AMY GOODMAN: Over the weekend, at least two people were arrested in Britain for publicly criticizing the monarchy. The activist Symon Hill said he was arrested in Oxford after yelling out, quote, “Who elected him?” during a ceremony honoring King Charles III.
For more on British colonial violence and its legacy, we’re joined by two guests.
Caroline Elkins is professor of African and African American history at Harvard University. Her most recent book is titled Legacy of Violence: A History of the British Empire. She was awarded the 2006 Pulitzer Prize for General Nonfiction for her first book, Imperial Reckoning: The Untold Story of Britain’s Gulag in Kenya. Her research into Britain’s brutal suppression of the Mau Mau movement in Kenya in the ’50s resulted in a court case and helped lead to awarding of reparations to more than 5,200 surviving Kenyans who were subjected to systematic torture and abuse under British rule.
Also with us, Mukoma Wa Ngugi, associate professor of literatures in English at Cornell University. His most recent book is titled Unbury Our Dead with Song. He’s the co-founder of the Safal-Cornell Kiswahili Prize for African Writing. In 2020, he was part of the initiative at Cornell to change the department’s name from Department of English to Literatures in English. He’s the son of the world-renowned Kenyan author Ngugi wa Thiong’o. After Queen Elizabeth died, our guest wrote, “My uncle was deaf. He was asked by British soldiers to stop. Of course he did not hear them. They shot him dead. My other uncle was in the Mau Mau. My grandmother hid bullets for him. Colonialism happened to real people. It is absolute madness to expect us to mourn the queen.”

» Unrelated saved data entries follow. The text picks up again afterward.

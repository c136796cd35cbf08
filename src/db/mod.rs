pub mod connection;
pub mod router;
pub mod thing;

pub use connection::{ReadConnection, ReadWriteConnection, Role};
pub use router::DatabaseRouter;
use actix_web::{web, App};
use things::{db::DatabaseRouter, views::Views};

pub struct TestClient {
    pub db: DatabaseRouter,
}

impl TestClient {
    pub fn new(db: DatabaseRouter) -> Self {
        TestClient { db }
    }

    pub fn create_app(&self) -> actix_web::App<
        impl actix_web::dev::ServiceFactory<
            actix_web::dev::ServiceRequest,
            Config = (),
            Response = actix_web::dev::ServiceResponse,
            Error = actix_web::Error,
            InitError = (),
        >,
    > {
        App::new()
            .app_data(web::Data::new(self.db.clone()))
            .app_data(web::Data::new(Views::new().expect("Failed to compile views")))
            .configure(things::routes::configure_routes)
    }
}
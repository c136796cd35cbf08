use actix_web::{post, web};
use tracing::warn;

use crate::db::{thing, DatabaseRouter};
use crate::types::{
    response::{Page, PageResult},
    thing::ThingParams,
};
use crate::views::Views;

const SAVE_FAILED: &str = "Thing could not be saved. Please try again.";

#[post("")]
async fn create(
    db: web::Data<DatabaseRouter>,
    views: web::Data<Views>,
    form: web::Form<Vec<(String, String)>>,
) -> PageResult {
    let params = ThingParams::from_form(&form.into_inner())?;

    let submitted = params.clone();
    let saved = db
        .run_writable(|conn| async move { thing::insert(&conn, submitted).await })
        .await;

    match saved {
        Ok(_) => Ok(Page::Redirect("/")),
        Err(e) if e.is_recoverable() => {
            warn!("Thing could not be saved: {}", e);
            Ok(Page::Invalid(views.things_new(&params, &[SAVE_FAILED.to_string()])?))
        }
        Err(e) => Err(e),
    }
}
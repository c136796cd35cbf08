use serde::Serialize;

use crate::types::error::AppError;

const SCOPE: &str = "thing";

/// The permitted attributes of a thing submitted through the form.
#[derive(Clone, Debug, Default, PartialEq, Eq, Serialize)]
pub struct ThingParams {
    pub name: Option<String>,
}

impl ThingParams {
    /// Reads `thing[name]` out of decoded form pairs. At least one `thing[...]`
    /// field must be present; every field other than `name` is dropped.
    pub fn from_form(pairs: &[(String, String)]) -> Result<Self, AppError> {
        let mut scoped = pairs
            .iter()
            .filter_map(|(key, value)| scoped_field(key).map(|field| (field, value)))
            .peekable();

        if scoped.peek().is_none() {
            return Err(AppError::BadRequest(format!(
                "param is missing or the value is empty: {}",
                SCOPE
            )));
        }

        let name = scoped
            .filter(|(field, _)| *field == "name")
            .map(|(_, value)| value.clone())
            .last();

        Ok(ThingParams { name })
    }
}

fn scoped_field(key: &str) -> Option<&str> {
    key.strip_prefix(SCOPE)?
        .strip_prefix('[')?
        .strip_suffix(']')
}

/// A thing as the views see it.
#[derive(Serialize)]
pub struct ThingView {
    pub id: i32,
    pub name: Option<String>,
    pub created_at: String,
}

impl From<entity::thing::Model> for ThingView {
    fn from(model: entity::thing::Model) -> Self {
        ThingView {
            id: model.id,
            name: model.name,
            created_at: model.created_at.format("%Y-%m-%d %H:%M:%S UTC").to_string(),
        }
    }
}
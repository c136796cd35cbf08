use actix_web::web;

pub mod health;
pub mod things;

pub fn configure_routes(cfg: &mut web::ServiceConfig) {
    cfg.service(things::index::index);
    cfg.service(
        web::scope("/things")
            .service(things::new::new)
            .service(things::create::create)
    );
    cfg.service(
        web::scope("/health").service(health::health)
    );
}
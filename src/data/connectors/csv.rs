use crate::data::CaseLoader;
use crate::error::{EvotreeError, Result};
use crate::types::{Case, Cases, Feature};
use polars::prelude::*;
use std::path::{Path, PathBuf};

/// Loads cases from a CSV file with a header row.
///
/// The first `num_features` columns are features (named after their headers) and
/// the last column is the expected output. Columns in between are ignored.
pub struct CsvCaseLoader {
    path: PathBuf,
    num_features: usize,
}

impl CsvCaseLoader {
    pub fn new<P: AsRef<Path>>(path: P, num_features: usize) -> Self {
        Self {
            path: path.as_ref().to_path_buf(),
            num_features,
        }
    }

    /// Load CSV file into DataFrame
    pub fn load_frame(&self) -> Result<DataFrame> {
        let df = CsvReadOptions::default()
            .with_has_header(true)
            .try_into_reader_with_file_path(Some(self.path.clone()))?
            .finish()
            .map_err(|e| EvotreeError::DataLoading(format!("Failed to read CSV: {}", e)))?;

        Ok(df)
    }

    fn float_column(df: &DataFrame, name: &str) -> Result<Vec<f64>> {
        let column = df.column(name)?.cast(&DataType::Float64)?;
        column
            .f64()?
            .into_iter()
            .enumerate()
            .map(|(row, value)| {
                value.ok_or_else(|| {
                    EvotreeError::DataLoading(format!(
                        "Missing value in column '{}' at row {}",
                        name, row
                    ))
                })
            })
            .collect()
    }
}

impl CaseLoader for CsvCaseLoader {
    fn load_cases(&self) -> Result<Cases> {
        let df = self.load_frame()?;
        let names: Vec<String> = df
            .get_column_names()
            .iter()
            .map(|s| s.to_string())
            .collect();

        if names.len() < self.num_features + 1 {
            return Err(EvotreeError::DataLoading(format!(
                "Expected at least {} columns, found {}",
                self.num_features + 1,
                names.len()
            )));
        }

        let ignored = &names[self.num_features..names.len() - 1];
        if !ignored.is_empty() {
            log::warn!(
                "Ignoring columns between features and output in {}: {}",
                self.path.display(),
                ignored.join(", ")
            );
        }

        let features = names[..self.num_features]
            .iter()
            .map(|name| Self::float_column(&df, name).map(|values| (name.as_str(), values)))
            .collect::<Result<Vec<_>>>()?;
        let output_name = &names[names.len() - 1];
        let outputs = Self::float_column(&df, output_name)?;

        let cases = outputs
            .iter()
            .enumerate()
            .map(|(row, &output)| {
                let row_features = features
                    .iter()
                    .map(|(name, values)| Feature::new(*name, values[row]))
                    .collect();
                Case::new(row_features, output)
            })
            .collect::<Cases>();

        log::info!(
            "Loaded {} cases with {} features from {}",
            cases.len(),
            self.num_features,
            self.path.display()
        );
        Ok(cases)
    }
}
/// Hooks invoked by [`EvolutionEngine::train`](super::EvolutionEngine::train).
pub trait ProgressCallback {
    fn on_generation_start(&mut self, generation: usize);
    fn on_generation_complete(&mut self, generation: usize, best_fitness: f64, best_length: usize);
}

impl<C: ProgressCallback + ?Sized> ProgressCallback for &mut C {
    fn on_generation_start(&mut self, generation: usize) {
        (**self).on_generation_start(generation);
    }

    fn on_generation_complete(&mut self, generation: usize, best_fitness: f64, best_length: usize) {
        (**self).on_generation_complete(generation, best_fitness, best_length);
    }
}

/// Reports progress through the `log` facade.
pub struct LoggingProgressCallback;

impl ProgressCallback for LoggingProgressCallback {
    fn on_generation_start(&mut self, generation: usize) {
        log::debug!("Generation {} starting", generation + 1);
    }

    fn on_generation_complete(&mut self, generation: usize, best_fitness: f64, best_length: usize) {
        log::info!(
            "Generation {} complete. Best fitness: {:.6}, best length: {}",
            generation + 1,
            best_fitness,
            best_length
        );
    }
}

/// Ignores all progress.
pub struct SilentProgressCallback;

impl ProgressCallback for SilentProgressCallback {
    fn on_generation_start(&mut self, _generation: usize) {}
    fn on_generation_complete(&mut self, _generation: usize, _best_fitness: f64, _best_length: usize) {}
}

Professor Mukoma Wa Ngugi and Caroline Elkins, we welcome you both to Democracy Now! Professor Ngugi, let’s begin with you. Your response to the death of the queen, the monarch who reigned for 70 years, and what she meant for Africa, and specifically your country, Kenya?
MUKOMA WA NGUGI: Yeah. So, what I’ve been thinking about over the last few days is how my family got affected — right? — got affected by British colonialism. Right? And so, yeah, in my tweet, I mentioned about my uncle, who was deaf. He couldn’t hear the soldiers, you know, the British soldiers, so they shot him. And also, my other uncle, who was in the Mau Mau, you know, in the Kenya Land and Freedom Army.
But what’s become interesting to me now is the intimacy of colonialism, right? Because I was talking with my father the other day, and he told me the story about how we also had a home guard, a loyalist, in our family, his brother — one of his brothers was a loyalist, the other one was in the Mau Mau — and how at some point they went to my grandmother’s place at the same time, you know, and they both ran away. Right? In my own case, my name, Mukoma, I’m named after a chief, who was called Mukoma, of course, yeah, who was forced off land in this really beautiful placed called Tigoni, and him and his people then were forced off the land and taken to a very, very arid area. Right? So, I think what I want people to think about is that these questions of colonialism, they happened to real people. Right? Like, there is no — it happened to real people.
AMY GOODMAN: If you could share for our audience, our audience in the United States and around the world, who are not familiar with Kenya’s history, going back in time and back to the British colonial time, when it became a colony, Kenya’s independence, and who the Mau Mau were?
MUKOMA WA NGUGI: Yes. So, the Mau Mau were — people call it a rebellion, but really we should really call it a revolution, right? You know, so we should say they were revolutionaries. But, OK, British colonialism was brutal. There is no other way of putting it. Right? And then, when the Kenyans started resisting, the British government declared a state of emergency, in which case then a lot of Kenyans were taken into detention camps. In fact, the school I went to, called Genya [phon.], we also called it Manyani because it was a former concentration camp. Right? So, it was very, very brutal. The resistance itself, we don’t give it enough historical breath. Right? Because a lot of people talk about it as a queer affair or, you know, like a very narrow movement, but it actually involved the whole Kenyan society, so you have Kenyan Indians who are supporting the Mau Mau, different ethnicities and so on and so forth.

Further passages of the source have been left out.